Яд, порох, дамский пистолет - Александра Лавалье
Толку от рассеянного врача немного. Алексей промаялся до вечера, пока Владимир Семёнович сам не предложил Алексею уйти домой пораньше, выспаться и отдохнуть. Сказано это было в вежливой форме самым участливым тоном, и Алексей не преминул воспользоваться предложенным освобождением. На прощание, затягиваясь папироской, Дубов проворчал будто про себя: «Иногда ведь не разберёшь, то ли губит она тебя, то ли спасает, а всё одно ходишь как привязанный… И как они это делают, ума не приложу». Так Алексей понял, что у старого хирурга теперь есть история и про него, этакая любовная трагедия, не меньше.
На улице только начинало темнеть, когда он вернулся в квартиру. Ему почти удалось не вздрогнуть, когда он увидел в гостиной пожилого мужика в грязной куртке и картузе, с обветренными узловатыми руками и тем особенным цветом лица, который бывает у людей, всегда работающих на улице. Мужик зажёг свет и простуженным голосом произнёс:
– Не пугайтесь, Эйлер! Ваши зубы так отчётливо стукнули, что убедили меня, что маскарад удался. Личина получилась вполне достоверная, буду использовать.
Алексей перевел дух:
– И кто вы сегодня, позвольте спросить?
Рыжий объяснил, тем же «простуженным» голосом:
– Лесосплавщик я. Мои робяты по Москве-реке лес гонют, штобы вам теплее жилось. Вижжать не будете, что я без приглашенья-то явился? Я нарошно в темноте сидел, вздремнул чуток после долгой-то дороги.
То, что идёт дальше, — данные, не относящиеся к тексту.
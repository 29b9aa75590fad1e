//! Markup-to-rich-text conversion against pre-formatted template slots.
//!
//! The converter walks the constrained markup tree of one record field and
//! rewrites a slot in place, reusing the formatting the template designer
//! baked into the slot's first run. Three entry surfaces exist:
//!
//! - [`SlideWriter::write_to_shape`] / [`SlideWriter::write_to_cell`]:
//!   paragraph and bullet-list conversion, with per-shape run policies
//! - [`SlideWriter::write_section_pairs`]: alternating header/body blocks
//!   for the structured summary field
//! - [`SlideWriter::map_table_rows`]: bounded row copying into a fixed grid
//!
//! All recoverable conditions land on the writer's
//! [`Report`](crate::common::report::Report) rather than aborting.

// Module declarations
mod blocks;
mod rowmap;
mod writer;

// Re-export public API
pub use blocks::SUMMARY_SECTIONS;
pub use rowmap::collect_rows;
pub use writer::SlideWriter;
– Визжать не буду. Но мне кажется, что «робяты» – не московское произношение, скорее, южное. Антон Михайлович, вам удалось что-либо разузнать по делу или вы развлекались весь день, представляясь мужиком?
Квашнин вздохнул и поник. Позёрство первых минут моментально испарилось. Ничего нового газетчику узнать не удалось. Отец Диомид, священник несуществующей церкви, канул в Москву-реку и мгновенно исчез из памяти горожан. Для самолюбивого газетчика такой расклад был просто оскорбительным.
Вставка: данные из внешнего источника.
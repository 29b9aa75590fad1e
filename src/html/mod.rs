//! Markup tree for rendered record fields.
//!
//! Record fields arrive as rendered markup fragments. This module provides
//! the read-only tree the converter walks ([`HtmlNode`], [`HtmlElement`],
//! [`Tag`]) and the constrained parser that builds it
//! ([`parse_fragment`]).
//!
//! General HTML is out of scope: only the renderer's closed tag vocabulary
//! is recognized, and everything else is preserved as [`Tag::Unknown`] for
//! the converter's unsupported-tag policy to handle.

// Module declarations
mod node;
mod parser;

// Re-export public API
pub use node::{HtmlElement, HtmlNode, Tag};
pub use parser::parse_fragment;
– Вы не понимаете, Эйлер! Такого не бывает! Всё записано! Мы, журналисты, создаём историю на страницах своих изданий. Мы фиксируем, что происходит в городе, и потом, через сто лет, потомки смогут прочитать, как мы жили. Они, то есть полицейские, ведут записи в своих протоколах. И все мы там! Записанные! Не бывает такого, чтобы человек исчез, как растворился! А труп Диомида и до морга не добрался! Исчез прямо на полпути между Сретенским мостом и прозекторской! Да кому он сдался, этот полусумасшедший священник! Что он мёртвый-то расскажет?
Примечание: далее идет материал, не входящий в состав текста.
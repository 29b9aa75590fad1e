//! Bounded copying of source table rows into a fixed template grid.
//!
//! The milestone field renders as an HTML table whose row count varies per
//! record; the destination grid was sized once by the template designer.
//! Mapping never resizes the grid: rows that do not fit are dropped.

use super::writer::SlideWriter;
use crate::common::report::Signal;
use crate::html::{HtmlElement, Tag};
use crate::slide::{Table, TableCell};

/// Source columns that survive the copy, in destination order. Source
/// columns 1 and 3 are visual separators in the rendered field.
const SOURCE_COLUMNS: [usize; 3] = [0, 2, 4];

impl SlideWriter {
    /// Copy source data rows into the grid.
    ///
    /// Row 0 of `rows` is the source header and is always skipped. The
    /// destination row index equals the source row index — the grid's own
    /// row 0 stays the template header. Rows past the grid capacity are
    /// dropped and reported once as an [`Signal::Overflow`]; a source with
    /// no data rows leaves the grid untouched and reports
    /// [`Signal::EmptySource`].
    pub fn map_table_rows(&mut self, rows: &[&HtmlElement], grid: &mut Table) {
        if rows.len() <= 1 {
            self.record(Signal::EmptySource);
            return;
        }

        let last_row = grid.row_count().saturating_sub(1);
        let mut dropped = 0usize;

        for (index, row) in rows.iter().enumerate().skip(1) {
            if index > last_row {
                dropped += 1;
                continue;
            }
            let cells: Vec<&HtmlElement> = row.child_elements().collect();
            for (destination, source) in SOURCE_COLUMNS.iter().enumerate() {
                let Some(value) = cells.get(*source) else {
                    continue;
                };
                if let Some(cell) = grid.cell_mut(index, destination) {
                    overwrite_cell_text(cell, &value.text());
                }
            }
        }

        if dropped > 0 {
            self.record(Signal::Overflow { dropped });
        }
    }
}

/// Overwrite the cell's single pre-formatted run in place.
fn overwrite_cell_text(cell: &mut TableCell, text: &str) {
    let Some(paragraph) = cell.body_mut().first_paragraph_mut() else {
        return;
    };
    paragraph.retain_first_run();
    if let Some(run) = paragraph.first_run_mut() {
        run.set_text(text);
    }
}

/// Collect the `tr` rows of the first table found under `root`, whether
/// they sit directly under the table or inside `thead`/`tbody`.
pub fn collect_rows(root: &HtmlElement) -> Vec<&HtmlElement> {
    let table = if root.tag() == Tag::Table {
        Some(root)
    } else {
        root.find_first(Tag::Table)
    };
    let Some(table) = table else {
        return Vec::new();
    };

    let mut rows = Vec::new();
    for child in table.child_elements() {
        match child.tag() {
            Tag::Tr => rows.push(child),
            Tag::TBody | Tag::THead => {
                rows.extend(child.child_elements().filter(|element| element.tag() == Tag::Tr));
            },
            _ => {},
        }
    }
    rows
}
– Расскажет, как его убили, Антон Михайлович. И, возможно, намекнёт, кто это сделал. Это основное, о чём любят поговорить мертвецы.
– Тьфу! Алексей Фёдорович! С Диомидом с живым-то не очень приятно было говорить, а уже с мёртвым и подавно не захочется.
– И не придётся. Он же пропал. А вы, Антон Михайлович, ради восстановления исторической справедливости так и напишите, мол, был человек, умер и труп его пропал. Вроде как и в историю вписали, и против истины не погрешили.
– Издеваетесь?
– Шучу. Но давайте к делу, Квашнин. Нам с вами давно пора посетить тучерез и подробнейшим образом расспросить Варвару Дмитриевну. Теперь уже ради её блага.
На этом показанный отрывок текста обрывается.